Guidelines are well intended and are quite often better than laws. They should mean that common sense comes into play, although the downside is that they lead to grey areas or even 'opinions'.

The 'best before' dates on foods are guidelines, as I'm sure most of you know but go past the 'use by' dates and you could have customers reporting you and officials descending.

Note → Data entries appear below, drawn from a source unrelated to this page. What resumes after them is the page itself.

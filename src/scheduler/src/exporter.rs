// Copyright 2024 The Tablewave Authors
//
// Licensed under the Apache License, Version 2.0 (the "License");
// you may not use this file except in compliance with the License.
// You may obtain a copy of the License at
//
//     http://www.apache.org/licenses/LICENSE-2.0
//
// Unless required by applicable law or agreed to in writing, software
// distributed under the License is distributed on an "AS IS" BASIS,
// WITHOUT WARRANTIES OR CONDITIONS OF ANY KIND, either express or implied.
// See the License for the specific language governing permissions and
// limitations under the License.

//! Per-table worker (spec.md §4.8/§4.9, C9): acquires a pooled session,
//! drives one SELECT cursor, batches emitted `INSERT`s to the sink, and
//! always releases the session, even on error.

use std::time::{Duration, Instant};

use futures::TryStreamExt;
use thiserror::Error;
use tiberius::Row;
use futures::io::{AsyncRead, AsyncWrite};
use uuid::Uuid;

use tablewave_codec::statement::{build_insert, build_select, CursorColumn};
use tablewave_codec::value::ColumnValue;
use tablewave_common::model::{ColumnInfo, ExportResult, SqlTypeCode, TableMetadata};
use tablewave_sink::Sink;

use crate::pool::ConnectionPool;

/// A single query is capped at this long (spec.md §4.8: 300 s per query).
const QUERY_TIMEOUT: Duration = Duration::from_secs(300);

#[derive(Error, Debug)]
pub enum SchedulerError {
    #[error("query against `{table}` failed: {source}")]
    Query {
        table: String,
        #[source]
        source: tiberius::error::Error,
    },
    #[error("query against `{table}` exceeded the {}s timeout", QUERY_TIMEOUT.as_secs())]
    Timeout { table: String },
    #[error("writing exported rows for `{table}` failed: {source}")]
    Sink {
        table: String,
        #[source]
        source: std::io::Error,
    },
}

/// Best-effort decode of one cursor column into the driver-decoupled
/// [`ColumnValue`], dispatched on the column's [`SqlTypeCode`]. `NULL` is
/// represented uniformly regardless of the underlying SQL type.
fn decode_column(row: &Row, idx: usize, column: &ColumnInfo) -> ColumnValue {
    match column.sql_type_code {
        SqlTypeCode::Bit => row
            .get::<bool, _>(idx)
            .map(ColumnValue::Bool)
            .unwrap_or(ColumnValue::Null),
        SqlTypeCode::TinyInt => row
            .get::<u8, _>(idx)
            .map(|v| ColumnValue::Numeric(v.to_string()))
            .unwrap_or(ColumnValue::Null),
        SqlTypeCode::SmallInt => row
            .get::<i16, _>(idx)
            .map(|v| ColumnValue::Numeric(v.to_string()))
            .unwrap_or(ColumnValue::Null),
        SqlTypeCode::Integer => row
            .get::<i32, _>(idx)
            .map(|v| ColumnValue::Numeric(v.to_string()))
            .unwrap_or(ColumnValue::Null),
        SqlTypeCode::BigInt => row
            .get::<i64, _>(idx)
            .map(|v| ColumnValue::Numeric(v.to_string()))
            .unwrap_or(ColumnValue::Null),
        SqlTypeCode::Real => row
            .get::<f32, _>(idx)
            .map(|v| ColumnValue::Numeric(v.to_string()))
            .unwrap_or(ColumnValue::Null),
        SqlTypeCode::Float => row
            .get::<f64, _>(idx)
            .map(|v| ColumnValue::Numeric(v.to_string()))
            .unwrap_or(ColumnValue::Null),
        SqlTypeCode::Numeric => row
            .get::<rust_decimal::Decimal, _>(idx)
            .map(|v| ColumnValue::Numeric(v.to_string()))
            .unwrap_or(ColumnValue::Null),
        SqlTypeCode::Date => row
            .get::<chrono::NaiveDate, _>(idx)
            .map(|v| ColumnValue::DateTime(v.format("%Y-%m-%d").to_string()))
            .unwrap_or(ColumnValue::Null),
        SqlTypeCode::Time => row
            .get::<chrono::NaiveTime, _>(idx)
            .map(|v| ColumnValue::DateTime(v.format("%H:%M:%S%.f").to_string()))
            .unwrap_or(ColumnValue::Null),
        SqlTypeCode::Timestamp => row
            .get::<chrono::NaiveDateTime, _>(idx)
            .map(|v| ColumnValue::DateTime(v.format("%Y-%m-%d %H:%M:%S%.f").to_string()))
            .unwrap_or(ColumnValue::Null),
        SqlTypeCode::TimestampWithTimeZone => row
            .get::<chrono::DateTime<chrono::Utc>, _>(idx)
            .map(|v| ColumnValue::DateTime(v.format("%Y-%m-%d %H:%M:%S%.f %:z").to_string()))
            .unwrap_or(ColumnValue::Null),
        SqlTypeCode::Binary | SqlTypeCode::VarBinary | SqlTypeCode::LongVarBinary => row
            .get::<&[u8], _>(idx)
            .map(|v| ColumnValue::Binary(v.to_vec()))
            .unwrap_or(ColumnValue::Null),
        SqlTypeCode::Char
        | SqlTypeCode::VarChar
        | SqlTypeCode::NChar
        | SqlTypeCode::NVarChar
        | SqlTypeCode::Text
        | SqlTypeCode::NText => row
            .get::<&str, _>(idx)
            .map(|v| ColumnValue::Text(v.to_owned()))
            .unwrap_or(ColumnValue::Null),
        SqlTypeCode::Other => decode_other_column(row, idx),
    }
}

/// Types with no dedicated [`SqlTypeCode`] variant (`uniqueidentifier`,
/// `sql_variant`, `hierarchyid`, ...) still need a textual rendering per
/// spec.md §4.1's catch-all ("fall back to quoted string"). `uniqueidentifier`
/// is the common case — GUID primary/foreign keys — so it is tried
/// explicitly before falling back to a raw-bytes hex rendering and, only if
/// nothing decodes at all, to `NULL`.
fn decode_other_column(row: &Row, idx: usize) -> ColumnValue {
    if let Some(v) = row.get::<&str, _>(idx) {
        return ColumnValue::Text(v.to_owned());
    }
    if let Some(v) = row.get::<Uuid, _>(idx) {
        return ColumnValue::Text(v.to_string().to_uppercase());
    }
    if let Some(v) = row.get::<&[u8], _>(idx) {
        let hex: String = v.iter().map(|b| format!("{b:02x}")).collect();
        return ColumnValue::Text(format!("0x{hex}"));
    }
    ColumnValue::Null
}

/// Runs `exportTable` for one table: opens a cursor on `buildSelect(...)`,
/// iterates rows until exhausted or `rowCount >= rowLimit`, batches
/// rendered `INSERT`s into chunks of `batchSize`, and hands each chunk to
/// the sink. The caller's pooled session is borrowed, not owned, so the
/// lease's release/discard stays the caller's responsibility.
pub async fn export_table<S>(
    client: &mut tiberius::Client<S>,
    sink: &Sink,
    metadata: &TableMetadata,
    row_limit: i64,
    batch_size: i64,
) -> Result<ExportResult, SchedulerError>
where
    S: AsyncRead + AsyncWrite + Unpin + Send,
{
    let started = Instant::now();
    let select_sql = build_select(metadata, row_limit);

    sink.write_table_header(&metadata.schema_name, &metadata.table_name)
        .await
        .map_err(|source| SchedulerError::Sink { table: metadata.table_name.clone(), source })?;

    let query = client.query(&select_sql, &[]);
    let stream = tokio::time::timeout(QUERY_TIMEOUT, query)
        .await
        .map_err(|_| SchedulerError::Timeout { table: metadata.table_name.clone() })?
        .map_err(|source| SchedulerError::Query { table: metadata.table_name.clone(), source })?
        .into_row_stream();
    tokio::pin!(stream);

    let mut row_count: u64 = 0;
    let mut pending_statements: Vec<String> = Vec::with_capacity(batch_size.max(1) as usize);

    loop {
        if row_limit > 0 && row_count >= row_limit as u64 {
            break;
        }
        let next = tokio::time::timeout(QUERY_TIMEOUT, stream.try_next())
            .await
            .map_err(|_| SchedulerError::Timeout { table: metadata.table_name.clone() })?
            .map_err(|source| SchedulerError::Query { table: metadata.table_name.clone(), source })?;
        let Some(row) = next else { break };

        let cursor_row: Vec<CursorColumn<'_>> = metadata
            .columns
            .iter()
            .enumerate()
            .map(|(idx, column)| CursorColumn {
                name: &column.name,
                sql_type_code: column.sql_type_code,
                value: decode_column(&row, idx, column),
            })
            .collect();

        pending_statements.push(build_insert(metadata, &cursor_row));
        row_count += 1;

        if pending_statements.len() as i64 >= batch_size.max(1) {
            sink.write_insert_batch(&pending_statements)
                .await
                .map_err(|source| SchedulerError::Sink { table: metadata.table_name.clone(), source })?;
            pending_statements.clear();
        }
    }

    if !pending_statements.is_empty() {
        sink.write_insert_batch(&pending_statements)
            .await
            .map_err(|source| SchedulerError::Sink { table: metadata.table_name.clone(), source })?;
    }

    sink.write_table_footer()
        .await
        .map_err(|source| SchedulerError::Sink { table: metadata.table_name.clone(), source })?;

    Ok(ExportResult {
        table_name: metadata.table_name.clone(),
        row_count,
        duration: started.elapsed(),
    })
}

/// Ties `export_table` to a borrowed pool lease: acquires, runs the
/// export, and releases on success or discards on a broken-session error.
pub async fn export_table_pooled<S>(
    pool: &ConnectionPool<S>,
    sink: &Sink,
    metadata: &TableMetadata,
    row_limit: i64,
    batch_size: i64,
) -> Result<ExportResult, SchedulerError>
where
    S: AsyncRead + AsyncWrite + Unpin + Send,
{
    let mut lease = pool.acquire().await;
    let outcome = export_table(lease.session_mut(), sink, metadata, row_limit, batch_size).await;
    match &outcome {
        Ok(_) => pool.release(lease).await,
        Err(SchedulerError::Query { .. } | SchedulerError::Timeout { .. }) => pool.discard(lease),
        Err(SchedulerError::Sink { .. }) => pool.release(lease).await,
    }
    outcome
}
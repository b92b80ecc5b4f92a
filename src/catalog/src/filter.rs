// Copyright 2024 The Tablewave Authors
//
// Licensed under the Apache License, Version 2.0 (the "License");
// you may not use this file except in compliance with the License.
// You may obtain a copy of the License at
//
//     http://www.apache.org/licenses/LICENSE-2.0
//
// Unless required by applicable law or agreed to in writing, software
// distributed under the License is distributed on an "AS IS" BASIS,
// WITHOUT WARRANTIES OR CONDITIONS OF ANY KIND, either express or implied.
// See the License for the specific language governing permissions and
// limitations under the License.

//! Table exclusion policy (spec.md §4.4). Evaluated cheapest-first; the
//! first matching category wins. Immutable after construction.

use regex::Regex;

const DEFAULT_EXACT: &[&str] = &["sysdiagrams", "dtproperties", "sysconstraints", "syssegments"];
const DEFAULT_PREFIXES: &[&str] = &["sys", "INFORMATION_SCHEMA", "__", "msreplication", "spt_"];
const DEFAULT_WILDCARDS: &[&str] = &[
    "*_backup", "*_history", "*_audit", "*_log", "tmp_*", "staging_*",
];
const DEFAULT_REGEXES: &[&str] = &[r"^\$.*", r".*_\d{8}$", r".*_\d{8}_\d{6}$"];

/// Configuration for [`TableFilter`]; an empty `Vec` in any field falls
/// back to that category's built-in default.
#[derive(Debug, Clone, Default)]
pub struct TableFilterConfig {
    pub exact: Vec<String>,
    pub prefixes: Vec<String>,
    pub wildcards: Vec<String>,
    pub regexes: Vec<String>,
    pub exclude_empty_tables: bool,
}

pub struct TableFilter {
    exact: std::collections::HashSet<String>,
    prefixes: Vec<String>,
    wildcards: Vec<Regex>,
    regexes: Vec<Regex>,
    exclude_empty_tables: bool,
}

impl TableFilter {
    pub fn new(config: TableFilterConfig) -> Self {
        let exact = if config.exact.is_empty() {
            DEFAULT_EXACT.iter().map(|s| s.to_string()).collect()
        } else {
            config.exact.into_iter().collect()
        };

        let prefixes = if config.prefixes.is_empty() {
            DEFAULT_PREFIXES.iter().map(|s| s.to_string()).collect()
        } else {
            config.prefixes
        };

        let wildcard_patterns = if config.wildcards.is_empty() {
            DEFAULT_WILDCARDS.iter().map(|s| s.to_string()).collect()
        } else {
            config.wildcards
        };
        let wildcards = wildcard_patterns
            .iter()
            .map(|p| Regex::new(&wildcard_to_regex(p)).expect("built-in wildcard compiles"))
            .collect();

        let regex_patterns = if config.regexes.is_empty() {
            DEFAULT_REGEXES.iter().map(|s| s.to_string()).collect()
        } else {
            config.regexes
        };
        let regexes = regex_patterns
            .iter()
            .map(|p| Regex::new(p).expect("configured regex compiles"))
            .collect();

        Self {
            exact,
            prefixes,
            wildcards,
            regexes,
            exclude_empty_tables: config.exclude_empty_tables,
        }
    }

    /// `true` if `table_name` should be included in the export set.
    pub fn should_include(&self, table_name: &str, estimated_row_count: i64) -> bool {
        if table_name.trim().is_empty() {
            return false;
        }
        if self.exact.contains(table_name) {
            return false;
        }
        if self.prefixes.iter().any(|p| table_name.starts_with(p.as_str())) {
            return false;
        }
        if self.wildcards.iter().any(|re| re.is_match(table_name)) {
            return false;
        }
        if self.regexes.iter().any(|re| re.is_match(table_name)) {
            return false;
        }
        if self.exclude_empty_tables && estimated_row_count == 0 {
            return false;
        }
        true
    }
}

/// Translates a `*`/`?` glob into an anchored regex.
fn wildcard_to_regex(pattern: &str) -> String {
    let mut out = String::from("^");
    for c in pattern.chars() {
        match c {
            '*' => out.push_str(".*"),
            '?' => out.push('.'),
            _ => out.push_str(&regex::escape(&c.to_string())),
        }
    }
    out.push('$');
    out
}

#[cfg(test)]
mod tests {
    use super::*;

    #[test]
    fn empty_name_excluded() {
        let filter = TableFilter::new(TableFilterConfig::default());
        assert!(!filter.should_include("", 10));
        assert!(!filter.should_include("   ", 10));
    }

    #[test]
    fn default_policy_seed_scenario() {
        // spec.md §8 boundary scenario 5
        let filter = TableFilter::new(TableFilterConfig::default());
        let inputs = [
            "audit_log",
            "users",
            "users_backup",
            "sysjobs",
            "tmp_import",
            "orders_20240101",
        ];
        let kept: Vec<_> = inputs
            .iter()
            .filter(|name| filter.should_include(name, 100))
            .collect();
        assert_eq!(kept, vec![&"users"]);
    }

    #[test]
    fn custom_list_overrides_defaults() {
        let filter = TableFilter::new(TableFilterConfig {
            exact: vec!["quarantine".into()],
            ..Default::default()
        });
        // sysdiagrams is a *default* exact match, but an explicit (non-empty)
        // exact list replaces the default entirely.
        assert!(filter.should_include("sysdiagrams", 5));
        assert!(!filter.should_include("quarantine", 5));
    }

    #[test]
    fn exclude_empty_tables_policy() {
        let filter = TableFilter::new(TableFilterConfig {
            exclude_empty_tables: true,
            ..Default::default()
        });
        assert!(!filter.should_include("orders", 0));
        assert!(filter.should_include("orders", 1));
    }
}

And sometimes they descend anyway. Alvin Wilkinson, who runs Countdown in Hornsea, East Yorkshire, rang to say that he had had a bit of a barny with his trading standards officer who "didn't like the reduced basket". Bread and eggs were both called into question. "I said, 'Is it the law?' He said, 'No, it's what I believe that counts'."

And what the TSO believed was that Alvin should get shot of the lot within two to three weeks or he would order an analysis. He then wrote to say he was coming back in a month.

Alvin had already done some research when he rang me. He had seen a story in a Sunday paper which featured a man selling cheap goods on the internet which were beyond their best befores and realised the bloke was sourcing his goods from the same broker that Alvin himself was using. So he rang his local paper (never adverse to a bit of media spotlight, is Alvin) and they did a punt around and reported back that there were no time limit restrictions on best before dates. When he rang me he was wondering whether to share his research with the TSO before he showed up again.

Again, there are no hard and fast rules. By all means share, but do it nicely. You want the officer on your side.

Also be aware that the EC's Egg Marketing Standards Regulations require eggs to have best before rather than use by dates, but eggs can contain salmonella bacteria, which could start to multiply after this date. And you don't want to poison anyone, do you?